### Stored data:

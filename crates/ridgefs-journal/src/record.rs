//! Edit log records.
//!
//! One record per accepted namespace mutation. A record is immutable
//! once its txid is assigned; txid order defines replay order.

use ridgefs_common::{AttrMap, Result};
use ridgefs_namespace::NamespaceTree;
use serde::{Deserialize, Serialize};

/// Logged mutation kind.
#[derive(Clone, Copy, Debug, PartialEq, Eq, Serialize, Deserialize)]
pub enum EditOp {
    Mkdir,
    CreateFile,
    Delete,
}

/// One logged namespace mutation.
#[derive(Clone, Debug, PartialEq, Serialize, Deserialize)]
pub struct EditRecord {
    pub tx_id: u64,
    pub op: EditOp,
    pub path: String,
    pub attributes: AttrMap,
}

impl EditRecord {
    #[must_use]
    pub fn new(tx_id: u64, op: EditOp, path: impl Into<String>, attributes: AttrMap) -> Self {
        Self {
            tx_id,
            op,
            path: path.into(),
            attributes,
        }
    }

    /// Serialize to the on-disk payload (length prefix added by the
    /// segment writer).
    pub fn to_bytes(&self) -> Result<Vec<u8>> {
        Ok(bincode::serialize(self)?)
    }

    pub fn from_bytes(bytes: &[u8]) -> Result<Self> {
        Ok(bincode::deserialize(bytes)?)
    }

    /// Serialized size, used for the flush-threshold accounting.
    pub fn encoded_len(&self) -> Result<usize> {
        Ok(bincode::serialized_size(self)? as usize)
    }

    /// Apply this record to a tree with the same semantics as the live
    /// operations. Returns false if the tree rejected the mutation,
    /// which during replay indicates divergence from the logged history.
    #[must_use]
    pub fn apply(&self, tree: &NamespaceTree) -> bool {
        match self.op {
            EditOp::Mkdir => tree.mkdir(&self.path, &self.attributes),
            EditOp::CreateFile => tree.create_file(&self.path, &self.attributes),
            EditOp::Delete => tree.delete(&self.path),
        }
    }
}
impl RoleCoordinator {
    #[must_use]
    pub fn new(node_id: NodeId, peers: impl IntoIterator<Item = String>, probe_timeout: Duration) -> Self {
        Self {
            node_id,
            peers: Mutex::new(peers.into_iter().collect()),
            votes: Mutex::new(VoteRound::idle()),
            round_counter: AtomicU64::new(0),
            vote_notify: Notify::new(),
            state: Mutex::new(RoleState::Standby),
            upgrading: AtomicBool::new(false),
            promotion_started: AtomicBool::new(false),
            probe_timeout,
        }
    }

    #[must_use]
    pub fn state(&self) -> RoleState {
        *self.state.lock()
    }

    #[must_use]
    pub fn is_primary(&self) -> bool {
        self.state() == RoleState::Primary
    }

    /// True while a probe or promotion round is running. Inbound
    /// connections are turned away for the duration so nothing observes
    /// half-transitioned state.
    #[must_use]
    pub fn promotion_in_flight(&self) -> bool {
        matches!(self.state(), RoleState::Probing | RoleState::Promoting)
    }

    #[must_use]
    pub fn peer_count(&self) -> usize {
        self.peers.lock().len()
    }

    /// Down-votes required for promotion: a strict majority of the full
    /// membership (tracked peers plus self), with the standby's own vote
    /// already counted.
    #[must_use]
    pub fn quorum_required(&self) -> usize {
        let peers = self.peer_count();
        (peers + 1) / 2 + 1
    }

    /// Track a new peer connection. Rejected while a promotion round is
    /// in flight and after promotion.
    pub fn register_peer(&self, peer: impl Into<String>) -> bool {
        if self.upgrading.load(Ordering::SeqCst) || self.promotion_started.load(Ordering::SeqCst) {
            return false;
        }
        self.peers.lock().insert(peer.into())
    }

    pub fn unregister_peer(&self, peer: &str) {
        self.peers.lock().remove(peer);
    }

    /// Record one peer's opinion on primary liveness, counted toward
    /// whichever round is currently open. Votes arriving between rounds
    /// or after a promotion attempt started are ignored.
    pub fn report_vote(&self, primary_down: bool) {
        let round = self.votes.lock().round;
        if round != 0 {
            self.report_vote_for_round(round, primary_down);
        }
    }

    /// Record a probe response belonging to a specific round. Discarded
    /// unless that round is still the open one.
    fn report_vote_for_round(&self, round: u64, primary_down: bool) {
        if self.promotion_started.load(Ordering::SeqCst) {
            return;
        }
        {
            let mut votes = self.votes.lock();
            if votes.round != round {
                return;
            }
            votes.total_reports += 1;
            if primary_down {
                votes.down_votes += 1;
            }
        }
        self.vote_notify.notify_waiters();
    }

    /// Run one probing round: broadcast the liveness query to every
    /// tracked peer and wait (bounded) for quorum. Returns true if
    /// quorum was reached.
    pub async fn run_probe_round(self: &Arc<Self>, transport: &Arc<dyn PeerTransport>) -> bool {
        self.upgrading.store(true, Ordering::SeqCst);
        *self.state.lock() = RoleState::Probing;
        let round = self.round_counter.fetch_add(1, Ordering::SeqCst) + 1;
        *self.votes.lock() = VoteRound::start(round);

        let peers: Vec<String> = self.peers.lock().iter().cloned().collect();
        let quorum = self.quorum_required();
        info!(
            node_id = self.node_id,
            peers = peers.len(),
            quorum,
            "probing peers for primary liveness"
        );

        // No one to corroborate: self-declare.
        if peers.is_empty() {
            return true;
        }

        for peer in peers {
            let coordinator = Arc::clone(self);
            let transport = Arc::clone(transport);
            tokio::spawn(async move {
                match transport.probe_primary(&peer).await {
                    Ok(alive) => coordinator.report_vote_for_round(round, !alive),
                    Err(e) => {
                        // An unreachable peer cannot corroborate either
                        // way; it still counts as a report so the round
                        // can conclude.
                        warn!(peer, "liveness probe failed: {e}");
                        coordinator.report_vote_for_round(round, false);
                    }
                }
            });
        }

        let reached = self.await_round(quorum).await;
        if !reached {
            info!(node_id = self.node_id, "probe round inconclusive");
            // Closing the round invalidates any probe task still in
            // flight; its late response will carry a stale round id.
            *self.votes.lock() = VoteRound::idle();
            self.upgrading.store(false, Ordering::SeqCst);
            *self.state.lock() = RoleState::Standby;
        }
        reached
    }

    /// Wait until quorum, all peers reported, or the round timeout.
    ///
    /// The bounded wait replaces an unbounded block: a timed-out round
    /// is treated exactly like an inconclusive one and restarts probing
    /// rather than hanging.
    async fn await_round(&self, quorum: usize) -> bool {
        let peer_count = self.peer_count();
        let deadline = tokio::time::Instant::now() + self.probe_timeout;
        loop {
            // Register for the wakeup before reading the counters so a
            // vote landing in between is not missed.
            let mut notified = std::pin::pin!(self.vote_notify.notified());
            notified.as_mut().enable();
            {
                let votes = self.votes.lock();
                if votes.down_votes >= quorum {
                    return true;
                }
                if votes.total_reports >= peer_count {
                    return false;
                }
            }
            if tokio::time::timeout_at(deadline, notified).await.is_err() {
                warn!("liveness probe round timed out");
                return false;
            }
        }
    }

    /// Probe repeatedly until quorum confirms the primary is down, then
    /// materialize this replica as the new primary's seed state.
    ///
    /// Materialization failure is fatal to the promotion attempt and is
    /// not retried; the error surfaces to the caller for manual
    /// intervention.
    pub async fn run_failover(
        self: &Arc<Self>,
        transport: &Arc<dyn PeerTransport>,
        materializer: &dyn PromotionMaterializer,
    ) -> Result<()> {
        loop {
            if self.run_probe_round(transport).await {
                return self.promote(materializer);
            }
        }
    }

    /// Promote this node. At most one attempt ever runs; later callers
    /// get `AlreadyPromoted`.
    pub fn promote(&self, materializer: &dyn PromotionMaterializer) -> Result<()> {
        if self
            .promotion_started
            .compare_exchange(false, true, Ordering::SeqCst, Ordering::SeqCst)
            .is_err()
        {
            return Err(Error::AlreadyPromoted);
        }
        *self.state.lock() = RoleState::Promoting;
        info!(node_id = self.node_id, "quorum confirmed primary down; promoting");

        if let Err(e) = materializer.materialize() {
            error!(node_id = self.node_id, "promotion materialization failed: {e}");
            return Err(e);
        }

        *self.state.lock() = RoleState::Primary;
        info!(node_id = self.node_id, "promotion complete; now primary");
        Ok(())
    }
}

### Task statement:
Among the lines above, which contain the word "deadline"? Copy every one.

### Solved problem:
        let deadline = tokio::time::Instant::now() + self.probe_timeout;
            if tokio::time::timeout_at(deadline, notified).await.is_err() {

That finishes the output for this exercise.